Verärgert hat die Pressekonferenz auch Solidarité sans frontières. Die Organisation koordiniert Aktivitäten der asyl- und migrationspolitischen Basisbewegungen. Für Generalsekretär Moreno Casasola ist die Allianz mit Müller «reichlich bizarr». Er schickte Beat Meiner einen offenen Brief, in dem er dessen Position als «nicht nachvollziehbar» bezeichnete. Der Gegenvorschlag übernehme die fremdenfeindliche Idee der Initiative und giesse sie in eine juristisch korrekte Form, was die Grundidee wiederum verharmlose. «Der Integrationsartikel wird dazu führen, dass das Parlament neue Integrationsforderungen aufstellt und gleichzeitig die Förderung vernachlässigt», sagt Casasola.

Selbst der Schriftsteller Franz Hohler intervenierte bei Beat Meiner. Sein Konterfei war auf der SFH-Website gleich neben dem Konferenz-Communiqué zu sehen, obwohl Hohler öffentlich für ein doppeltes Nein eintritt.

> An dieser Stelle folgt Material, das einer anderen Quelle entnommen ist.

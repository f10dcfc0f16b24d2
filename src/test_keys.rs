//! Shared P-256 test key pair.
//!
//! Test material only. The public half is what a test auction server is
//! configured with to verify contextual ads signed by this crate.
//!
//! This pair is local to this crate and does not match the key of any
//! existing test auction server. To sign for such a server, supply its shared
//! private key through [`crate::SignerConfig`] (`privateKeyPkcs8Base64`) or
//! the `CONTEXTUAL_ADS_SIGNING_KEY` environment variable.

/// PKCS#8 DER private key, standard base64.
pub const TEST_PRIVATE_KEY_PKCS8_BASE64: &str = "MIGHAgEAMBMGByqGSM49AgEGCCqGSM49AwEHBG0wawIBAQQgbN2aqawC+ArO2PJdtT6p7mfBHOtj7Ly5dPd2Uwz2neihRANCAATKXnQxs799OzZcasuBXm9VJYRP6p7LZ1jAp/MX1ZDmmyK75epNC7RlyyXnDAloAtB5Kp5EyHUoJEOBUZjVXeKR";

/// SubjectPublicKeyInfo DER public key matching [`TEST_PRIVATE_KEY_PKCS8_BASE64`], standard base64.
pub const TEST_PUBLIC_KEY_SPKI_BASE64: &str = "MFkwEwYHKoZIzj0CAQYIKoZIzj0DAQcDQgAEyl50MbO/fTs2XGrLgV5vVSWET+qey2dYwKfzF9WQ5psiu+XqTQu0Zcsl5wwJaALQeSqeRMh1KCRDgVGY1V3ikQ==";
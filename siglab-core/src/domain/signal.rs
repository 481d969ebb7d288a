//! Directional signals emitted by the confluence engine.

use chrono::{DateTime, Utc};
use serde::{Deserialize, Serialize};

/// Trade direction.
#[derive(Debug, Clone, Copy, PartialEq, Eq, Hash, Serialize, Deserialize)]
#[serde(rename_all = "lowercase")]
pub enum Direction {
    Long,
    Short,
}

impl Direction {
    pub fn as_str(&self) -> &'static str {
        match self {
            Direction::Long => "long",
            Direction::Short => "short",
        }
    }

    pub fn opposite(&self) -> Direction {
        match self {
            Direction::Long => Direction::Short,
            Direction::Short => Direction::Long,
        }
    }
}

impl std::fmt::Display for Direction {
    fn fmt(&self, f: &mut std::fmt::Formatter<'_>) -> std::fmt::Result {
        f.write_str(self.as_str())
    }
}

/// A qualifying confluence setup on one bar.
///
/// At most one signal per bar; `entry_price` is the bar's close. The target
/// level is the nearest opposing support/resistance zone, when one exists.
#[derive(Debug, Clone, PartialEq, Serialize, Deserialize)]
pub struct Signal {
    pub symbol: String,
    pub time: DateTime<Utc>,
    pub direction: Direction,
    pub entry_price: f64,
    pub target_level: Option<f64>,
}
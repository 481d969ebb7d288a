//! Summary statistics — pure functions over a trade list.

use serde::{Deserialize, Serialize};

use siglab_core::domain::Trade;

/// Aggregate results for one symbol's backtest.
#[derive(Debug, Clone, PartialEq, Serialize, Deserialize)]
pub struct Summary {
    pub trade_count: usize,
    pub wins: usize,
    pub losses: usize,
    /// Fraction of trades that won; 0 when no trades exist.
    pub win_rate: f64,
    /// Gross win money over gross loss money; infinite with wins and no
    /// losses, 0 with no wins.
    pub profit_factor: f64,
    pub net_pips: f64,
    pub net_money: f64,
    pub max_consecutive_losses: usize,
}

impl Summary {
    pub fn compute(trades: &[Trade]) -> Self {
        let wins = trades.iter().filter(|t| t.is_win()).count();
        let losses = trades.len() - wins;
        let gross_win: f64 = trades
            .iter()
            .filter(|t| t.pnl_money > 0.0)
            .map(|t| t.pnl_money)
            .sum();
        let gross_loss: f64 = trades
            .iter()
            .filter(|t| t.pnl_money < 0.0)
            .map(|t| -t.pnl_money)
            .sum();
        let profit_factor = if gross_loss > 0.0 {
            gross_win / gross_loss
        } else if gross_win > 0.0 {
            f64::INFINITY
        } else {
            0.0
        };

        let mut streak = 0usize;
        let mut max_streak = 0usize;
        for trade in trades {
            if trade.is_win() {
                streak = 0;
            } else {
                streak += 1;
                max_streak = max_streak.max(streak);
            }
        }

        Self {
            trade_count: trades.len(),
            wins,
            losses,
            win_rate: if trades.is_empty() {
                0.0
            } else {
                wins as f64 / trades.len() as f64
            },
            profit_factor,
            net_pips: trades.iter().map(|t| t.pnl_pips).sum(),
            net_money: trades.iter().map(|t| t.pnl_money).sum(),
            max_consecutive_losses: max_streak,
        }
    }
}
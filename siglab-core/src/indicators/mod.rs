//! Rolling-window indicators over raw f64 series.
//!
//! Every function returns a vector the same length as its input, with NaN
//! for indexes where the window is not yet full. Downstream comparisons
//! against NaN evaluate to false, so warmup bars simply never qualify.

pub mod ema;
pub mod rolling;

pub use ema::ema;
pub use rolling::{rolling_max, rolling_mean, rolling_min, rolling_std};

/// Create synthetic hourly candles from close prices for testing.
///
/// Generates plausible OHL: open = prev_close (or close for first bar),
/// high = max(open,close) + 1.0, low = min(open,close) - 1.0. Timestamps
/// start at 2024-01-02 00:00 UTC and advance one hour per bar.
#[cfg(test)]
pub fn make_candles(closes: &[f64]) -> Vec<crate::domain::Candle> {
    use crate::domain::Candle;
    use chrono::TimeZone;
    let base = chrono::Utc.with_ymd_and_hms(2024, 1, 2, 0, 0, 0).unwrap();
    closes
        .iter()
        .enumerate()
        .map(|(i, &close)| {
            let open = if i == 0 { close } else { closes[i - 1] };
            let high = open.max(close) + 1.0;
            let low = open.min(close) - 1.0;
            Candle {
                time: base + chrono::Duration::hours(i as i64),
                open,
                high,
                low,
                close,
            }
        })
        .collect()
}

/// Create hourly candles from explicit (open, high, low, close) tuples.
#[cfg(test)]
pub fn candles_from_ohlc(bars: &[(f64, f64, f64, f64)]) -> Vec<crate::domain::Candle> {
    use crate::domain::Candle;
    use chrono::TimeZone;
    let base = chrono::Utc.with_ymd_and_hms(2024, 1, 2, 0, 0, 0).unwrap();
    bars.iter()
        .enumerate()
        .map(|(i, &(open, high, low, close))| Candle {
            time: base + chrono::Duration::hours(i as i64),
            open,
            high,
            low,
            close,
        })
        .collect()
}

/// Assert two f64 values are approximately equal (within epsilon).
#[cfg(test)]
pub fn assert_approx(actual: f64, expected: f64, epsilon: f64) {
    assert!(
        (actual - expected).abs() < epsilon,
        "assert_approx failed: actual={actual}, expected={expected}, diff={}, epsilon={epsilon}",
        (actual - expected).abs()
    );
}

/// Default epsilon for indicator tests.
#[cfg(test)]
pub const DEFAULT_EPSILON: f64 = 1e-10;
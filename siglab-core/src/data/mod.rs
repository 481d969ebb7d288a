//! Candle provider seam.

pub mod provider;

pub use provider::{CandleProvider, ProviderError};
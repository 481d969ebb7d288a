//! Candle provider trait and structured error types.
//!
//! The trait abstracts over market-data sources (broker terminal, CSV
//! fixtures) so the scan pipeline can swap implementations and mock for
//! tests. An empty result means data absence for that symbol/timeframe —
//! callers skip the symbol rather than treating it as an error.

use thiserror::Error;

use crate::domain::{Candle, Timeframe};

/// Errors from a candle source.
#[derive(Debug, Error)]
pub enum ProviderError {
    #[error("provider unavailable: {0}")]
    Unavailable(String),

    #[error("symbol not found: {symbol}")]
    SymbolNotFound { symbol: String },

    #[error("malformed candle data for '{symbol}' {timeframe}: {reason}")]
    Malformed {
        symbol: String,
        timeframe: Timeframe,
        reason: String,
    },

    #[error("I/O error reading candles: {0}")]
    Io(#[from] std::io::Error),
}

/// A source of ordered OHLC candles.
///
/// Implementations return the most recent `count` candles, oldest first,
/// ordered by timestamp with no duplicates. Fewer than `count` (including
/// zero) is valid and signals limited or absent history.
pub trait CandleProvider: Send + Sync {
    /// Human-readable name of this source.
    fn name(&self) -> &str;

    /// Fetch up to `count` candles for a symbol on one timeframe.
    fn candles(
        &self,
        symbol: &str,
        timeframe: Timeframe,
        count: usize,
    ) -> Result<Vec<Candle>, ProviderError>;
}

Beat Meiner nimmt Stellung: «Ohne Kompromisse gibt es in der Politik keine Lösungen», so der SFH-Chef. Auf die Frage, was denn ein Philipp Müller mit «Herz und Verstand» zu tun habe, sagt Meiner: «Jeder hat Herz und Verstand, der für den Gegenvorschlag kämpft.» Er habe sich selber aktiv für das Zustandekommen des Gegenvorschlags eingesetzt. «Mir war bald klar: Nur damit ist die sehr populäre Ausschaffungsinitiative zu stoppen.» Was zunächst eine rein taktische Überlegung gewesen sei, habe sich in eine inhaltliche gewandelt, als der Integrationsartikel aufgenommen wurde. «Künftig müssten Bund, Kantone und Gemeinden bei allen Geschäften die Frage der Integration berücksichtigen – und es ist sonnenklar, dass viel mehr Mittel in diese zentrale Aufgabe fliessen würden.» Das sei insgesamt positiv, auch wenn er den repressiven Teil nicht toll finde, so Meiner. «Die allermeisten, die sich für ein doppeltes Nein einsetzen, tun dies sicher aus edlen Motiven. Die Parteistrategen und Wortführer hingegen betreiben mit ihren falschen Behauptungen offenbar lieber Symbol- als Sachpolitik. Sie handeln überdies zynisch, weil sie ganz genau wissen, dass die Initiative ohne Gegenvorschlag mit mindestens sechzig Prozent Zustimmung angenommen würde. Zynisch deshalb, weil dies eben auf dem Buckel derjenigen geschieht, für die sie sich einzusetzen vorgeben.»

Das wiederum lässt Valentina Smajli nicht gelten. Die gebürtige Kosovarin ist Geschäftsleitungsmitglied der SP: «Alle fortschrittlichen Organisationen, die sich mit Migration beschäftigen, auch jene der Migranten selber, setzen sich für ein doppeltes Nein ein – ausser die SFH», so Smajli.